Thursday, August 25, 2016

DER BUNKER (2015) (Blu-ray Review)

DER BUNKER (2015) 
Label: Artsploitation Films
Region Code: A
Rating: Unrated
Duration: 85 Minutes
Audio: German Dolby Digital Surround 5.1 with Optional English Subtitles
Video: 1080p HD Widescreen (2.35:1)
Director: Nikias Chryssos
Cast: Nikias Chryssos, Hans W. Geissendörfer, Hana Geissendörfer

Artsploitation have come through with another supreme slice of foreign weirdness, this time they've brought us the German import Der Bunker (2015), a surreal watch about a young boy named Klaus (Daniel Fripan), the son of oddball parents (David Scheller, Oona von Maydell) who live a reclusive life in an underground bunker located deep in the woods. The first bit of weirdness to get out of the way is that young Klaus appears much older than a boy of eight, in reality he is a grown man playing a boy, wearing ill-fitting schoolboy clothing and coming off as a bit developmentally challenged. The question of his age is a bit perplexing, whatever the explanation is it does add yet another odd element to the uneasy proceedings. 

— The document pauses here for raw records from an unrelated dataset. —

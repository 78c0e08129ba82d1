//! Bounded hand-off between the poll task and the drain loop

use crate::metrics::SessionMetrics;
use crate::update::Update;
use std::sync::Arc;
use std::time::Duration;
use tokio::sync::mpsc::{self, error::SendTimeoutError};
use tracing::warn;

/// Result of offering an update to the queue
#[derive(Debug, Clone, Copy, PartialEq, Eq)]
pub enum EnqueueOutcome {
    Enqueued,
    /// No space freed up within the enqueue timeout, or the consumer is gone
    Dropped,
}

/// Result of waiting for the next update
#[derive(Debug)]
pub enum Next {
    Update(Update),
    /// Nothing arrived within the dequeue timeout
    Idle,
    /// The producer is gone and every queued update has been taken
    Closed,
}

/// Fixed-capacity FIFO of updates with wait-then-drop insertion
pub struct UpdateQueue;

impl UpdateQueue {
    pub fn bounded(
        capacity: usize,
        enqueue_timeout: Duration,
        metrics: Arc<SessionMetrics>,
    ) -> (UpdateProducer, UpdateConsumer) {
        let (sender, receiver) = mpsc::channel(capacity);
        (
            UpdateProducer {
                sender,
                enqueue_timeout,
                metrics: metrics.clone(),
            },
            UpdateConsumer { receiver, metrics },
        )
    }
}

pub struct UpdateProducer {
    sender: mpsc::Sender<Update>,
    enqueue_timeout: Duration,
    metrics: Arc<SessionMetrics>,
}

impl UpdateProducer {
    /// Insert, waiting at most the enqueue timeout for space
    pub async fn enqueue(&self, update: Update) -> EnqueueOutcome {
        match self.sender.send_timeout(update, self.enqueue_timeout).await {
            Ok(()) => {
                self.metrics.record_enqueued();
                EnqueueOutcome::Enqueued
            }
            Err(SendTimeoutError::Timeout(update)) => {
                self.metrics.record_dropped();
                warn!(
                    update_id = update.update_id,
                    "[IngestionSession] queue full for {:?}, dropping update",
                    self.enqueue_timeout
                );
                EnqueueOutcome::Dropped
            }
            Err(SendTimeoutError::Closed(update)) => {
                self.metrics.record_dropped();
                warn!(
                    update_id = update.update_id,
                    "[IngestionSession] queue closed, dropping update"
                );
                EnqueueOutcome::Dropped
            }
        }
    }
}

pub struct UpdateConsumer {
    receiver: mpsc::Receiver<Update>,
    metrics: Arc<SessionMetrics>,
}

impl UpdateConsumer {
    /// Wait up to `timeout` for the next update in FIFO order
    pub async fn next(&mut self, timeout: Duration) -> Next {
        match tokio::time::timeout(timeout, self.receiver.recv()).await {
            Ok(Some(update)) => {
                self.metrics.record_dequeued();
                Next::Update(update)
            }
            Ok(None) => Next::Closed,
            Err(_) => Next::Idle,
        }
    }
}
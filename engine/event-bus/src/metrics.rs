//! Metrics collection for the EventBus

use std::sync::atomic::{AtomicU64, Ordering};

/// Counters for publish and dispatch activity
///
/// Mirrored to the `metrics` facade for whichever recorder the process installs.
#[derive(Debug, Default)]
pub struct BusMetrics {
    published_total: AtomicU64,
    rejected_total: AtomicU64,
    dispatched_total: AtomicU64,
    handler_failures_total: AtomicU64,
    backlog: AtomicU64,
}

/// Point-in-time view of the bus counters
#[derive(Debug, Clone, Copy, PartialEq, Eq)]
pub struct BusStats {
    pub published_total: u64,
    pub rejected_total: u64,
    pub dispatched_total: u64,
    pub handler_failures_total: u64,
    pub backlog: u64,
    pub subscriptions: u64,
}

impl BusMetrics {
    pub fn new() -> Self {
        Self::default()
    }

    pub fn record_published(&self) {
        self.published_total.fetch_add(1, Ordering::Relaxed);
        metrics::increment_counter!("event_bus_published_total");
    }

    pub fn record_rejected(&self) {
        self.rejected_total.fetch_add(1, Ordering::Relaxed);
        metrics::increment_counter!("event_bus_rejected_total");
    }

    pub fn record_dispatched(&self) {
        self.dispatched_total.fetch_add(1, Ordering::Relaxed);
        metrics::increment_counter!("event_bus_dispatched_total");
    }

    pub fn record_handler_failure(&self) {
        self.handler_failures_total.fetch_add(1, Ordering::Relaxed);
        metrics::increment_counter!("event_bus_handler_failures_total");
    }

    pub fn set_backlog(&self, backlog: usize) {
        self.backlog.store(backlog as u64, Ordering::Relaxed);
        metrics::gauge!("event_bus_backlog", backlog as f64);
    }

    pub fn snapshot(&self, subscriptions: usize) -> BusStats {
        BusStats {
            published_total: self.published_total.load(Ordering::Relaxed),
            rejected_total: self.rejected_total.load(Ordering::Relaxed),
            dispatched_total: self.dispatched_total.load(Ordering::Relaxed),
            handler_failures_total: self.handler_failures_total.load(Ordering::Relaxed),
            backlog: self.backlog.load(Ordering::Relaxed),
            subscriptions: subscriptions as u64,
        }
    }
}

#[cfg(test)]
mod tests {
    use super::*;

    #[test]
    fn test_metrics_snapshot() {
        let metrics = BusMetrics::new();
        metrics.record_published();
        metrics.record_published();
        metrics.record_rejected();
        metrics.record_dispatched();
        metrics.record_handler_failure();
        metrics.set_backlog(1);

        let stats = metrics.snapshot(3);
        assert_eq!(stats.published_total, 2);
        assert_eq!(stats.rejected_total, 1);
        assert_eq!(stats.dispatched_total, 1);
        assert_eq!(stats.handler_failures_total, 1);
        assert_eq!(stats.backlog, 1);
        assert_eq!(stats.subscriptions, 3);
    }
}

A young man referred to only as the "student" arrives at the family bunker to rent a room which had been advertised as having a view of a lake. He seeks to rent a quiet room where he can fully immerse himself in solitude and his studies. What he finds is a cold, concrete bunker that is sparse and depressing. Despite the poor accommodations he decides to stay on as a tenant with the family, hoping to further his studies into subatomic quantum mechanics or some such science-y type stuff. His studies prove not to be too important to the story as he is quickly overcome by the strange happenings at the bunker-house and the oddball inhabitants who call it home. 

The father is a strict taskmaster prone to lashing his son with a rod when he disapproves of the boys lack of progress with his home studies, at night he dons white-faced mime make-up and tells awful jokes to the family, at dinner he counts how many dumplings and napkins the new tenant eats and makes notes in a journal. Mother is a weirdie, too. A quietly intense woman obsessed with keeping her seemingly challenged son at home, and again the boy seems to have aged well beyond eight years old, perhaps because his domineering parents have not allowed him to grow, perhaps stunted by their claustrophobic neediness. Strangely, Mom and Dad have set a lofty career goal for their son, encouraging him to rise to the challenge of becoming the President of the United States, which as a German might prove to be difficult

Weird seems to be the word of the day while watching Der Bunker, an arty movie that seems to touch on the dangers of suffocating parents, the horrors of home schooling, and wraps it up in a voyeuristic melange of surreal weirdness ... oh, and then there's the addition of a sentient wound on the mother's leg which makes decisions for the family. Yup, way beyond weird and darkly funny, which I was not expecting. The movie has a building sense of quirky dread which I thought would transform into some bloody carnage, but it only unfolds into more surreal lunacy. If a mash-up the 70's cult-classic The Baby (1973) by way of Delicatessen (1991) sounds like a good time, this ought to be a fun watch for you, for others it might just be a head-scratcher. Highly recommended for fans of surreal black comedies.